Marty also put together some bees-to-go using queen cages but, well, I'll just say that what I did with them is a long story for another time. Combining my experience with VIT with how allergists are being advised to cope with the venom shortage, and the apparent fact that fresh venom is more potent than reconstituted venom, I'm going to wait two months between live stings.

1 Journal of Evidence Based Medicine and Healthcare, "A rare case of survival of honey bee sting victim with more than 1000 stings."


Julie D said...

Congratulations on your first check! Hope that it's the first of many to come!

Even better news is your reaction to the bee sting! Hooray! Fingers crossed that you'll be in bees again soon!

HB said...

@Julie D When it is time to stock our hive, Marty even has a source of bees for us already. How awesome is that?! His neighbor runs TBH the same size as ours, and he says they are just "packed." She subscribes to the "bee guardian" school of beekeeping so, even though Marty says her hives are badly cross-combed, I hope she will be willing to split one of her hives in the Spring. Marty is hoping to increase availability of locally adapted stock and is working at queen rearing.

Don said...

I've never even noticed the ads - guess I'm not their target audience. I'll bet you find out you have more subscribers than you think. I found a link to my blog on someone else's recently!

Congratulations on your bee sting success! I'm so happy for you.

BTW, I'm taking over a bee yard of someone who uses Hardison hives next spring. She's the one who first taught me about top bar hives and knows Marty well. I'm also going to try Marty's method for queen rearing next year. Maybe we can start a little community of providing locally adapted queens!

HB said...

Thank you, @Don. Marty will be thrilled if you start producing locally adapted queens.

It will be quite a while before I can get into the queen rearing game, but I am considering using requeening and brood breaks as part of my varroa management. Have you looked into On The Spot (OTS) queen rearing? Instead of grafting, you scrape away the cell wall below ideal eggs. Sounds like something I can handle.

Don said...

I hadn't heard of that, but a quick google search brings up lots of info. I'll have to check that out. With Marty's method, you just cut the combs into strips and tie them to a bar, so there's also no grafting. I can barely find eggs with my eyes any more - not sure I could see to do the grafting. ;-)

HB said...

@Don Almost all my topbars have comb guides, and I learned the hard way to not just flip one over and use the flat side. I can see having dedicated bars for a full-on queen rearing setup, though.

Marty uses a technique similar to OTS. He simply cuts out the comb entirely, so there is a v-shaped opening below the chosen egg(s).

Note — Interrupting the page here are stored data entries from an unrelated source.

//! Public client surface + builder.
//! Internals are split into `session` (lazy HTTP session), `auth` (cookie/crumb),
//! `send` (retrying executor), `api` (endpoint calls), `retry` (policy) and
//! `constants` (UA + defaults).

mod api;
mod auth;
pub(crate) mod constants;
mod retry;
mod send;
mod session;

use std::fmt;
use std::sync::Arc;
use std::time::Duration;

use serde_json::Value;
use tokio::sync::{Mutex, RwLock};
use url::Url;

use crate::core::YfError;
use crate::core::cache::{CacheMode, ResultCache};
use crate::core::endpoints::ApiRequest;
use crate::core::params::CRUMB_PARAM;
use constants::{
    CRUMB_PATH, DEFAULT_BASE_URL, DEFAULT_CACHE_CAPACITY, DEFAULT_COOKIE_URL, DEFAULT_TIMEOUT,
    USER_AGENT,
};

pub(crate) use auth::validate_crumb;
pub use retry::{Backoff, RetryConfig, Sleeper, SystemSleeper};
pub(crate) use retry::StatusClass;

/// Validated settings shared by every client built from them.
///
/// Obtain one from [`YfClientBuilder::build_config`]; a registry stores it and
/// builds clients from it on demand, which cannot fail.
#[derive(Clone)]
pub struct ClientConfig {
    pub(crate) base_url: Url,
    pub(crate) crumb_url: Url,
    pub(crate) cookie_url: Option<Url>,
    pub(crate) user_agent: String,
    pub(crate) timeout: Duration,
    pub(crate) connect_timeout: Option<Duration>,
    pub(crate) retry: RetryConfig,
    pub(crate) cache_capacity: usize,
    pub(crate) sleeper: Arc<dyn Sleeper>,
}

impl Default for ClientConfig {
    fn default() -> Self {
        YfClientBuilder::default()
            .build_config()
            .expect("default client config")
    }
}

impl fmt::Debug for ClientConfig {
    fn fmt(&self, f: &mut fmt::Formatter<'_>) -> fmt::Result {
        f.debug_struct("ClientConfig")
            .field("base_url", &self.base_url.as_str())
            .field("crumb_url", &self.crumb_url.as_str())
            .field("cookie_url", &self.cookie_url.as_ref().map(Url::as_str))
            .field("timeout", &self.timeout)
            .field("retry", &self.retry)
            .field("cache_capacity", &self.cache_capacity)
            .finish_non_exhaustive()
    }
}

impl ClientConfig {
    /// Host every endpoint path is joined to.
    #[must_use]
    pub const fn base_url(&self) -> &Url {
        &self.base_url
    }

    /// Where the crumb is fetched from.
    #[must_use]
    pub const fn crumb_url(&self) -> &Url {
        &self.crumb_url
    }

    /// Cookie bootstrap URL, if the client performs one before fetching a crumb.
    #[must_use]
    pub const fn cookie_url(&self) -> Option<&Url> {
        self.cookie_url.as_ref()
    }

    /// Per-request timeout.
    #[must_use]
    pub const fn timeout(&self) -> Duration {
        self.timeout
    }

    /// Retry policy.
    #[must_use]
    pub const fn retry(&self) -> &RetryConfig {
        &self.retry
    }

    /// Maximum number of memoized results; 0 disables the cache.
    #[must_use]
    pub const fn cache_capacity(&self) -> usize {
        self.cache_capacity
    }

    pub(crate) fn http_client(&self) -> Result<reqwest::Client, YfError> {
        let mut httpb = reqwest::Client::builder()
            .user_agent(self.user_agent.as_str())
            .cookie_store(true)
            .timeout(self.timeout);
        if let Some(ct) = self.connect_timeout {
            httpb = httpb.connect_timeout(ct);
        }
        Ok(httpb.build()?)
    }
}

/* ----------------------- Client ----------------------- */

#[derive(Default)]
struct SessionState {
    http: Option<reqwest::Client>,
    crumb: Option<String>,
    /// Bumped every time a session is opened.
    generation: u64,
}

struct Inner {
    config: ClientConfig,
    state: RwLock<SessionState>,
    crumb_fetch_lock: Mutex<()>,
    cache: ResultCache,
}

/// Async client for the Yahoo Finance API.
///
/// Cloning is cheap and clones share the session, crumb and result cache.
/// The HTTP session opens lazily on the first request and can be closed and
/// reopened any number of times.
#[derive(Clone)]
pub struct YfClient {
    inner: Arc<Inner>,
}

impl Default for YfClient {
    fn default() -> Self {
        Self::new(ClientConfig::default())
    }
}

impl fmt::Debug for YfClient {
    fn fmt(&self, f: &mut fmt::Formatter<'_>) -> fmt::Result {
        let mut d = f.debug_struct("YfClient");
        d.field("base_url", &self.inner.config.base_url.as_str());
        if let Ok(state) = self.inner.state.try_read() {
            d.field("open", &state.http.is_some())
                .field("crumb", &state.crumb.as_ref().map(|_| "REDACTED"));
        }
        d.field("cached_results", &self.inner.cache.len())
            .finish_non_exhaustive()
    }
}

impl YfClient {
    /// Create a new builder.
    #[must_use]
    pub fn builder() -> YfClientBuilder {
        YfClientBuilder::default()
    }

    /// Client over an already validated configuration. No I/O happens here.
    #[must_use]
    pub fn new(config: ClientConfig) -> Self {
        let cache = ResultCache::new(config.cache_capacity);
        Self {
            inner: Arc::new(Inner {
                config,
                state: RwLock::new(SessionState::default()),
                crumb_fetch_lock: Mutex::new(()),
                cache,
            }),
        }
    }

    /// The configuration this client was built from.
    #[must_use]
    pub fn config(&self) -> &ClientConfig {
        &self.inner.config
    }

    /// Whether `self` and `other` are handles to the same client.
    #[must_use]
    pub fn ptr_eq(&self, other: &Self) -> bool {
        Arc::ptr_eq(&self.inner, &other.inner)
    }

    /// Number of memoized endpoint results.
    #[must_use]
    pub fn cached_results(&self) -> usize {
        self.inner.cache.len()
    }

    /// Drop every memoized endpoint result.
    pub fn clear_cache(&self) {
        self.inner.cache.clear();
    }

    /* -------- internal getters used by other modules -------- */

    pub(crate) fn base_url(&self) -> &Url {
        &self.inner.config.base_url
    }

    /// Cache lookup, crumb injection, retrying GET and JSON decoding, in that
    /// order. Results are stored according to `mode`.
    pub(crate) async fn call(&self, req: ApiRequest, mode: CacheMode) -> Result<Value, YfError> {
        let key = req.cache_key();
        if mode.reads()
            && let Some(hit) = self.inner.cache.get(&key)
        {
            tracing::debug!(op = req.op, "cache hit");
            return Ok(hit);
        }

        let mut params = req.params;
        if req.needs_crumb {
            params.set(CRUMB_PARAM, self.crumb().await?);
        }
        let value: Value = self.request(&req.url, &params, None).await?.json()?;

        if mode.writes() {
            self.inner.cache.put(key, value.clone());
        }
        Ok(value)
    }
}

/* ----------------------- Builder ----------------------- */

/// Builder for [`ClientConfig`], [`YfClient`] and [`crate::blocking::YfClient`].
#[derive(Debug, Default)]
pub struct YfClientBuilder {
    user_agent: Option<String>,
    base_url: Option<Url>,
    crumb_url: Option<Url>,
    cookie_url: Option<Url>,
    no_cookie_bootstrap: bool,
    timeout: Option<Duration>,
    connect_timeout: Option<Duration>,
    retry: RetryConfig,
    cache_capacity: Option<usize>,
    sleeper: Option<Arc<dyn Sleeper>>,
}

impl YfClientBuilder {
    /// Override the User-Agent.
    #[must_use]
    pub fn user_agent(mut self, ua: impl Into<String>) -> Self {
        self.user_agent = Some(ua.into());
        self
    }

    /// Override the API host (default `https://query2.finance.yahoo.com/`).
    ///
    /// Overriding the host also turns off the cookie bootstrap unless
    /// [`cookie_url`](Self::cookie_url) is set explicitly.
    #[must_use]
    pub fn base_url(mut self, url: Url) -> Self {
        self.base_url = Some(url);
        self
    }

    /// Override the crumb URL (default: `v1/test/getcrumb` under the base URL).
    #[must_use]
    pub fn crumb_url(mut self, url: Url) -> Self {
        self.crumb_url = Some(url);
        self
    }

    /// Override the cookie bootstrap URL.
    #[must_use]
    pub fn cookie_url(mut self, url: Url) -> Self {
        self.cookie_url = Some(url);
        self.no_cookie_bootstrap = false;
        self
    }

    /// Fetch the crumb without requesting a consent cookie first.
    #[must_use]
    pub fn no_cookie_bootstrap(mut self) -> Self {
        self.cookie_url = None;
        self.no_cookie_bootstrap = true;
        self
    }

    /// Per-request timeout. Default: 5 seconds.
    #[must_use]
    pub const fn timeout(mut self, dur: Duration) -> Self {
        self.timeout = Some(dur);
        self
    }

    /// Set a connect timeout. Default: none.
    #[must_use]
    pub const fn connect_timeout(mut self, dur: Duration) -> Self {
        self.connect_timeout = Some(dur);
        self
    }

    /// Total attempts per request, including the first. Default: 5.
    #[must_use]
    pub const fn max_retries(mut self, attempts: u32) -> Self {
        self.retry.max_retries = attempts;
        self
    }

    /// Delay policy between attempts.
    #[must_use]
    pub fn backoff(mut self, backoff: Backoff) -> Self {
        self.retry.backoff = backoff;
        self
    }

    /// Treat connection failures as retryable.
    #[must_use]
    pub const fn retry_on_connect(mut self, yes: bool) -> Self {
        self.retry.retry_on_connect = yes;
        self
    }

    /// Replace the whole retry policy.
    #[must_use]
    pub fn retry_config(mut self, cfg: RetryConfig) -> Self {
        self.retry = cfg;
        self
    }

    /// Maximum number of memoized results. 0 disables caching. Default: 128.
    #[must_use]
    pub const fn cache_capacity(mut self, entries: usize) -> Self {
        self.cache_capacity = Some(entries);
        self
    }

    /// Replace how backoff delays are waited out.
    #[must_use]
    pub fn sleeper(mut self, sleeper: Arc<dyn Sleeper>) -> Self {
        self.sleeper = Some(sleeper);
        self
    }

    /// Validate the settings without creating a client.
    ///
    /// # Errors
    ///
    /// Returns [`YfError::InvalidParams`] if `max_retries` is 0, the timeout is
    /// zero, or the base URL cannot carry a path; [`YfError::Url`] if a default
    /// URL fails to parse.
    pub fn build_config(self) -> Result<ClientConfig, YfError> {
        if self.retry.max_retries == 0 {
            return Err(YfError::InvalidParams("max_retries must be at least 1".into()));
        }
        let timeout = self.timeout.unwrap_or(DEFAULT_TIMEOUT);
        if timeout.is_zero() {
            return Err(YfError::InvalidParams("timeout must be greater than zero".into()));
        }

        let base_overridden = self.base_url.is_some();
        let base_url = match self.base_url {
            Some(u) => u,
            None => Url::parse(DEFAULT_BASE_URL)?,
        };
        if base_url.cannot_be_a_base() {
            return Err(YfError::InvalidParams(format!(
                "base URL {base_url} cannot carry a path"
            )));
        }

        let crumb_url = match self.crumb_url {
            Some(u) => u,
            None => base_with_slash(&base_url).join(CRUMB_PATH)?,
        };
        let cookie_url = match (self.cookie_url, self.no_cookie_bootstrap) {
            (_, true) => None,
            (Some(u), false) => Some(u),
            (None, false) if base_overridden => None,
            (None, false) => Some(Url::parse(DEFAULT_COOKIE_URL)?),
        };

        Ok(ClientConfig {
            base_url,
            crumb_url,
            cookie_url,
            user_agent: self.user_agent.unwrap_or_else(|| USER_AGENT.to_string()),
            timeout,
            connect_timeout: self.connect_timeout,
            retry: self.retry,
            cache_capacity: self.cache_capacity.unwrap_or(DEFAULT_CACHE_CAPACITY),
            sleeper: self.sleeper.unwrap_or_else(|| Arc::new(SystemSleeper)),
        })
    }

    /// Build an async client.
    ///
    /// # Errors
    ///
    /// See [`build_config`](Self::build_config).
    pub fn build(self) -> Result<YfClient, YfError> {
        Ok(YfClient::new(self.build_config()?))
    }

    /// Build a blocking client.
    ///
    /// # Errors
    ///
    /// See [`build_config`](Self::build_config).
    pub fn build_blocking(self) -> Result<crate::blocking::YfClient, YfError> {
        Ok(crate::blocking::YfClient::new(self.build_config()?))
    }
}

/// `Url::join` drops the last segment unless the path ends in `/`.
fn base_with_slash(base: &Url) -> Url {
    let mut u = base.clone();
    if !u.path().ends_with('/') {
        u.set_path(&format!("{}/", u.path()));
    }
    u
}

As for seeing eggs in the first place, I keep a big magnifying glass in my inspection tools, just a cheap plastic one.

Don said...

I thought about the similarities between OTS and Marty's method after I made that post (and read more about OTS). I have a bunch of bars that I haven't put guides on yet, so will probably use those. Good point about flipping the bars over. Should be an adventure next year!

I also keep a flashlight in my box which highlights the cells and makes eggs easier to see. With my progressive lenses, I can never get the right magnification distance through my veil. I have some computer glasses for work for seeing close up, but I always forget to bring them home before I do my hive inspections.